# [SUPPLIED DATA]
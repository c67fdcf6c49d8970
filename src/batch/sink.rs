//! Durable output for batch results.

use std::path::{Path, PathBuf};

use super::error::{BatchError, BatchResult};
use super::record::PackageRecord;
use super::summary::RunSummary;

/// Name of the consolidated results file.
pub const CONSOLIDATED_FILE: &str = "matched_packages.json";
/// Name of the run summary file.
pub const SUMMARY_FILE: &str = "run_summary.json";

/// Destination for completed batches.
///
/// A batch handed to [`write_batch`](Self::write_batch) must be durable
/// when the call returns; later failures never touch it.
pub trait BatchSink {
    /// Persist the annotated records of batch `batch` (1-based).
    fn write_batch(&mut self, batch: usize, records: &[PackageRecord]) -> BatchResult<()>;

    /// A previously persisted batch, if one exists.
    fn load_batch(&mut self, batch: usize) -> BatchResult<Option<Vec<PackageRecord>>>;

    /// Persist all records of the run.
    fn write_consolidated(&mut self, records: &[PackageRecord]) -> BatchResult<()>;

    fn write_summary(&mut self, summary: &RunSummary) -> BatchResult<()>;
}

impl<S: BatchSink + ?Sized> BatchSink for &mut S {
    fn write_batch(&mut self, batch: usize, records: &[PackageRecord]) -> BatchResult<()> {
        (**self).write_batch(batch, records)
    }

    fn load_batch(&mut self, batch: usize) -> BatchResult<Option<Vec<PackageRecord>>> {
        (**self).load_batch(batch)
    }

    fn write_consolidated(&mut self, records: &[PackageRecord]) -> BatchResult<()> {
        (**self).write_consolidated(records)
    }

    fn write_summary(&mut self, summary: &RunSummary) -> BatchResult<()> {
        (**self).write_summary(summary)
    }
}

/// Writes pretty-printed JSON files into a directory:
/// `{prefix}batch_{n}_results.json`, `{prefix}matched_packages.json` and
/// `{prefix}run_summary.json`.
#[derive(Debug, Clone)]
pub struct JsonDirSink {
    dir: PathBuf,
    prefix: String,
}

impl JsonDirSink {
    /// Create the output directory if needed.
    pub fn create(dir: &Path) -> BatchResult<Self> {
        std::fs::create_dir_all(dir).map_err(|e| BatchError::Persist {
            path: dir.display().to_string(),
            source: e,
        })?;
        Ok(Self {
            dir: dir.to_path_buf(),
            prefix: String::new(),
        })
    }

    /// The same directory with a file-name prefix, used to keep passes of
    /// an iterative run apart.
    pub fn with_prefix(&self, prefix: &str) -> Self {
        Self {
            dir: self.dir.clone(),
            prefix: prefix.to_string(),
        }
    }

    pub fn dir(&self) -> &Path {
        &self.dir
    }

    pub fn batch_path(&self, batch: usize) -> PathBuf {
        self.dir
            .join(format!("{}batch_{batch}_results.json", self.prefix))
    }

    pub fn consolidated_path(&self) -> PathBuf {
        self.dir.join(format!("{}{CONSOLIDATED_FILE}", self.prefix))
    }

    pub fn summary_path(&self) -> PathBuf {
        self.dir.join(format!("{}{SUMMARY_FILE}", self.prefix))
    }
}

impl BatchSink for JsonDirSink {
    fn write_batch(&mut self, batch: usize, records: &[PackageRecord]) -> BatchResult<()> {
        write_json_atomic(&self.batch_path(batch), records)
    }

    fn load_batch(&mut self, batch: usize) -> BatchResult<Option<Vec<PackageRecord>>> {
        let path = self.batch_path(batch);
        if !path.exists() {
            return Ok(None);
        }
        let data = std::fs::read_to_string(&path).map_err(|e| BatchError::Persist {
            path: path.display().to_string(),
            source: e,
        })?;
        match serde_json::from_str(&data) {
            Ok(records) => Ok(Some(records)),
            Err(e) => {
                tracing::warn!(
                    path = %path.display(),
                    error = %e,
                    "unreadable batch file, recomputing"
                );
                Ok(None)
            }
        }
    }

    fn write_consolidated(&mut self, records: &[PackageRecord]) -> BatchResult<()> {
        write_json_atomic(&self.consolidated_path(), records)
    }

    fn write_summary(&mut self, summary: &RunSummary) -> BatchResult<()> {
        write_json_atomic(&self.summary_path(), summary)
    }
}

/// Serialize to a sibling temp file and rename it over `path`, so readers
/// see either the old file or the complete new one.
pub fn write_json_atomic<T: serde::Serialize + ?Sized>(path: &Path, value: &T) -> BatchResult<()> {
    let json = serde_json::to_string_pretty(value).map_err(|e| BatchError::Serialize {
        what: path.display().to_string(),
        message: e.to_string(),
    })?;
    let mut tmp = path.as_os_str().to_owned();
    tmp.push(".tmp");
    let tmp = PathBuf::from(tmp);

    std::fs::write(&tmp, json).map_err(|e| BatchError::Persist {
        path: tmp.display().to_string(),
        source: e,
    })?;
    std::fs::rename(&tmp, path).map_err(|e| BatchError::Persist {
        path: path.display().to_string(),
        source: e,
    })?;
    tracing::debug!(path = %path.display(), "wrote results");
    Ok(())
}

# [WORK INSTRUCTIONS]
Give the tally of lines in the listing above that contain the string "join", with nothing besides it.

# [EXPECTED ANSWER]
3